WHAT THE EXERCISE ASKS: Write out every line exactly, from the first line of the records below through the line that contains "mapped onto the".
- - -
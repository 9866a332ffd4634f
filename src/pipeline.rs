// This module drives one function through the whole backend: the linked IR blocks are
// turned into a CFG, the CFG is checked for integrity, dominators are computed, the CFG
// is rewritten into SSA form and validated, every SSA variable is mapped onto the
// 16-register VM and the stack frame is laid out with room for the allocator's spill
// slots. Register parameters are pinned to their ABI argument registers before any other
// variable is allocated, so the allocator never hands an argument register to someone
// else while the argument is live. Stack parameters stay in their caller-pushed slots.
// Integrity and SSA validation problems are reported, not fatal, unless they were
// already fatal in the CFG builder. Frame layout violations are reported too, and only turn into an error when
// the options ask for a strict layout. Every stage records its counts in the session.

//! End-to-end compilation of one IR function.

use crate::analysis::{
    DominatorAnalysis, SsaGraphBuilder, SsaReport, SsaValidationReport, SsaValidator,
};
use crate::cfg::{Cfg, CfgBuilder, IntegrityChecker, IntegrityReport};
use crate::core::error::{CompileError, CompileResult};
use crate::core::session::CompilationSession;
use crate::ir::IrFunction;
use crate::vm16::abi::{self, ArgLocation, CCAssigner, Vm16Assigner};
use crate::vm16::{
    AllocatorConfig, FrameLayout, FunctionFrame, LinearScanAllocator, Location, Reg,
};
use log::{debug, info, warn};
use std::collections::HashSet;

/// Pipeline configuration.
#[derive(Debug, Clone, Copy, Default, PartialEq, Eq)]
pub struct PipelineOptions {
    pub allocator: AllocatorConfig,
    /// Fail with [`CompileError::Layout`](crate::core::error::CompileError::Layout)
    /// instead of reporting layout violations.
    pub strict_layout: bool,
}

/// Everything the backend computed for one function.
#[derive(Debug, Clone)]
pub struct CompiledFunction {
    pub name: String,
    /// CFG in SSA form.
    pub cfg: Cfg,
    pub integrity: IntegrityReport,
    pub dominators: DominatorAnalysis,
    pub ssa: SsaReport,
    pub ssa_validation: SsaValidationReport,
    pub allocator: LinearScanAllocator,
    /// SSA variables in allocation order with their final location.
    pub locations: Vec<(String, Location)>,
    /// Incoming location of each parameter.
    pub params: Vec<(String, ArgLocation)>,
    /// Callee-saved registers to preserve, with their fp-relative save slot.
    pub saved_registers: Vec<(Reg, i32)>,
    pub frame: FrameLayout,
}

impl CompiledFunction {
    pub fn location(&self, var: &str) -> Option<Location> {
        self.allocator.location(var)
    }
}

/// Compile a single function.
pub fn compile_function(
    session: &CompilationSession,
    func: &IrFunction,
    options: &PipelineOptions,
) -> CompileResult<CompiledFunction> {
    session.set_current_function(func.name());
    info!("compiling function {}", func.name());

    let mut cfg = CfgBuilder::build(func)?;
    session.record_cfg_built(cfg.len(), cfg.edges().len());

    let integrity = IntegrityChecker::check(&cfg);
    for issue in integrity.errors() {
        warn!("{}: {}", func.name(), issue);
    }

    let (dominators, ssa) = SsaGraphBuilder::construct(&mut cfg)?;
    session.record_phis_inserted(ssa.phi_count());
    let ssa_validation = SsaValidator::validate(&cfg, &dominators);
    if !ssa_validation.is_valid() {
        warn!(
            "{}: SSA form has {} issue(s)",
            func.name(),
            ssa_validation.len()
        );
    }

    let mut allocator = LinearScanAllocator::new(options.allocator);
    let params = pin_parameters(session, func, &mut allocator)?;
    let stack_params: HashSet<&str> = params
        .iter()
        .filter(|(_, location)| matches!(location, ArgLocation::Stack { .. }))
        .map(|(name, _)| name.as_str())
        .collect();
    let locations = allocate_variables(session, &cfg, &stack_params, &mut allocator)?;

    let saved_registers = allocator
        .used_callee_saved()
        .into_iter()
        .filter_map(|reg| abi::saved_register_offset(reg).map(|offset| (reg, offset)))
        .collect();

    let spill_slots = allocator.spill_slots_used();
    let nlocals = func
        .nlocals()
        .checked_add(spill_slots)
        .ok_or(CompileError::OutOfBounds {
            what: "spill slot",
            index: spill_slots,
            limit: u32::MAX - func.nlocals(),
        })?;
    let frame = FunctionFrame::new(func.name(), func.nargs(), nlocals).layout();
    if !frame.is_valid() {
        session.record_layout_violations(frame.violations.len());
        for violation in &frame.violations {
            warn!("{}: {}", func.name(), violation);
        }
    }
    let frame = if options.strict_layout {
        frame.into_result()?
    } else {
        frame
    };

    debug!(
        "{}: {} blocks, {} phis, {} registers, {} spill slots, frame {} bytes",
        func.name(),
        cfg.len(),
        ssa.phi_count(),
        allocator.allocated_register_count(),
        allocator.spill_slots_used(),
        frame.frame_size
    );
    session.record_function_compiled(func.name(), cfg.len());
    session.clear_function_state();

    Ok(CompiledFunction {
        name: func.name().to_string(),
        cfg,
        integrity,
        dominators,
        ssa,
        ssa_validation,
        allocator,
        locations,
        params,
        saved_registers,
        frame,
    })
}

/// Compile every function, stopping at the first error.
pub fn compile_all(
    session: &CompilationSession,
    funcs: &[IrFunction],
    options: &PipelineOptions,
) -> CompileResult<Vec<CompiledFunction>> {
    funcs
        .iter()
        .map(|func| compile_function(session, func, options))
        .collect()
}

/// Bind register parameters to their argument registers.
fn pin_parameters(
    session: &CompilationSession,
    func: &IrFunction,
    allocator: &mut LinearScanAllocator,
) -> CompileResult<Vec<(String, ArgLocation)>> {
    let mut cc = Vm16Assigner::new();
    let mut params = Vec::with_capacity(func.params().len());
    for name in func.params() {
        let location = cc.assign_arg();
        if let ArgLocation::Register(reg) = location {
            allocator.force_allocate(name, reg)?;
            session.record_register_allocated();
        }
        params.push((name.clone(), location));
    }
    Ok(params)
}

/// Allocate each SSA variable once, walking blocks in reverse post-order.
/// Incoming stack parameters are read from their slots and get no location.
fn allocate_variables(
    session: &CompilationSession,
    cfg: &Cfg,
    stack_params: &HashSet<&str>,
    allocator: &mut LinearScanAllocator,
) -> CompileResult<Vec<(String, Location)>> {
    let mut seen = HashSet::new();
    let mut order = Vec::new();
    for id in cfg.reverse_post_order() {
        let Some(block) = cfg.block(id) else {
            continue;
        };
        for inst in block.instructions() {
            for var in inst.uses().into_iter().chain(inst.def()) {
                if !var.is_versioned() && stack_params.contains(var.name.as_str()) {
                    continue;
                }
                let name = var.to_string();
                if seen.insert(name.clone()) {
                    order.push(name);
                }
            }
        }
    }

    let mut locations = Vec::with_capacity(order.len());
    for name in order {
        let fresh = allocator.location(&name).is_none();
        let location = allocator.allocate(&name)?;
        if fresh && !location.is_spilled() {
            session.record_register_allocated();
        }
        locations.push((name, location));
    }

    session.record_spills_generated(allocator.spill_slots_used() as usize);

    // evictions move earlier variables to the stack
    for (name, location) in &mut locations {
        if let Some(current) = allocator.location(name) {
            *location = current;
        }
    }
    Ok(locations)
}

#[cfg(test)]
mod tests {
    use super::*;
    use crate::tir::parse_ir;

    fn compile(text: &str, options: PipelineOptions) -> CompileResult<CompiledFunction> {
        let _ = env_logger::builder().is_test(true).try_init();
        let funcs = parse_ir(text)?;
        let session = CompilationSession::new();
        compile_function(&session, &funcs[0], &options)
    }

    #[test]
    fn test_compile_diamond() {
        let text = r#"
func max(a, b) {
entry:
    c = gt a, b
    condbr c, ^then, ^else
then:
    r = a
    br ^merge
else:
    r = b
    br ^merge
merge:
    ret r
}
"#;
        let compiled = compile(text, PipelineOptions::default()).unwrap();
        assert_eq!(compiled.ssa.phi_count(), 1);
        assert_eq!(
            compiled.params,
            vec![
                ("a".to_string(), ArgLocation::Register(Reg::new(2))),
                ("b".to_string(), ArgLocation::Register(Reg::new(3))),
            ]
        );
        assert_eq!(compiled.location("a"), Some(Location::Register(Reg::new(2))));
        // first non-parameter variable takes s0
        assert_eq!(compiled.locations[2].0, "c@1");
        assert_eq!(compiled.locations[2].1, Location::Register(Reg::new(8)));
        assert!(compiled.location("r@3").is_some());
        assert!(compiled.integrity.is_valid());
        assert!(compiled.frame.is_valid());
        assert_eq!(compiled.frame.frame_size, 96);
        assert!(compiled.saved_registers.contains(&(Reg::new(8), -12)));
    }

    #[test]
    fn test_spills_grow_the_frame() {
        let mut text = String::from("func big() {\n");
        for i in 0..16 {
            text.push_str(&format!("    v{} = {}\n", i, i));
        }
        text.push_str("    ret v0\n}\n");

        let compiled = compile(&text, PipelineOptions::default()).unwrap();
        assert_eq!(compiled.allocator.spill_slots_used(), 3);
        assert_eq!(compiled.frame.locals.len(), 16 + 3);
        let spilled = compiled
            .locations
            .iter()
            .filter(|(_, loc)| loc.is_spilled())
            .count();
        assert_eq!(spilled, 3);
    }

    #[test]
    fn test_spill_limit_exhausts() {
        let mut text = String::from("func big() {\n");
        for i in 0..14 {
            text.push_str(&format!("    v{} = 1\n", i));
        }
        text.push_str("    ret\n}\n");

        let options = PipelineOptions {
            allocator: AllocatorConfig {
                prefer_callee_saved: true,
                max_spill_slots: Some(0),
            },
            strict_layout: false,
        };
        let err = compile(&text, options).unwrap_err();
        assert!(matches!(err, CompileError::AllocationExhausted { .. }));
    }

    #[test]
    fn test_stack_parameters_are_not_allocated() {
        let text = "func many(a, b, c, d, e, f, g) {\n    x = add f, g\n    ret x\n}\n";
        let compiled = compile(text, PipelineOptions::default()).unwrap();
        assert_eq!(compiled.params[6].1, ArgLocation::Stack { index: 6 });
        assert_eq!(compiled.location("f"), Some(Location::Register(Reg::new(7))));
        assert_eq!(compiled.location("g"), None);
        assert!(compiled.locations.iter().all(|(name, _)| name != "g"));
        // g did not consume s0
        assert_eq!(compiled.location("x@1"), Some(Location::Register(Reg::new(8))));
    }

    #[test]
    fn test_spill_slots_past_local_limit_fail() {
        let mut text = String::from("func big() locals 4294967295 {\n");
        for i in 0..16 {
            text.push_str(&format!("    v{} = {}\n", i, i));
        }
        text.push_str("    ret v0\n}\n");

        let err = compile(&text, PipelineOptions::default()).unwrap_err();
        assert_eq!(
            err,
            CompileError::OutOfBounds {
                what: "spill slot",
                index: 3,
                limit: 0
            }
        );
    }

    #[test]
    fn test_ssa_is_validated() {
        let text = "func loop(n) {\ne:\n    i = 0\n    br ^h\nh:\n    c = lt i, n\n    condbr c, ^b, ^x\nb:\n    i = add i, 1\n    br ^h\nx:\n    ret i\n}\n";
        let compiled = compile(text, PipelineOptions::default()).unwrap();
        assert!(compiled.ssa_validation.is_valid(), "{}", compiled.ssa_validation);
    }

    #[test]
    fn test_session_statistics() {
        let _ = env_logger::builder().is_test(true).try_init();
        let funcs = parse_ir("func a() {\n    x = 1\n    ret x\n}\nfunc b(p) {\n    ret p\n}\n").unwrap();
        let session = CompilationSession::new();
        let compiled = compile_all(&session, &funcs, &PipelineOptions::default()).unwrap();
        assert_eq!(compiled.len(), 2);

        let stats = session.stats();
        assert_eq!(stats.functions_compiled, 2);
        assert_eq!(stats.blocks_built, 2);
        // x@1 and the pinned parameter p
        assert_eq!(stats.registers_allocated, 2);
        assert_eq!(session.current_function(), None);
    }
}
- - -
SOLUTION TO THIS PROBLEM:
repository 9866a332ffd4634f
filename src/pipeline.rs
// This module drives one function through the whole backend: the linked IR blocks are
// turned into a CFG, the CFG is checked for integrity, dominators are computed, the CFG
// is rewritten into SSA form and validated, every SSA variable is mapped onto the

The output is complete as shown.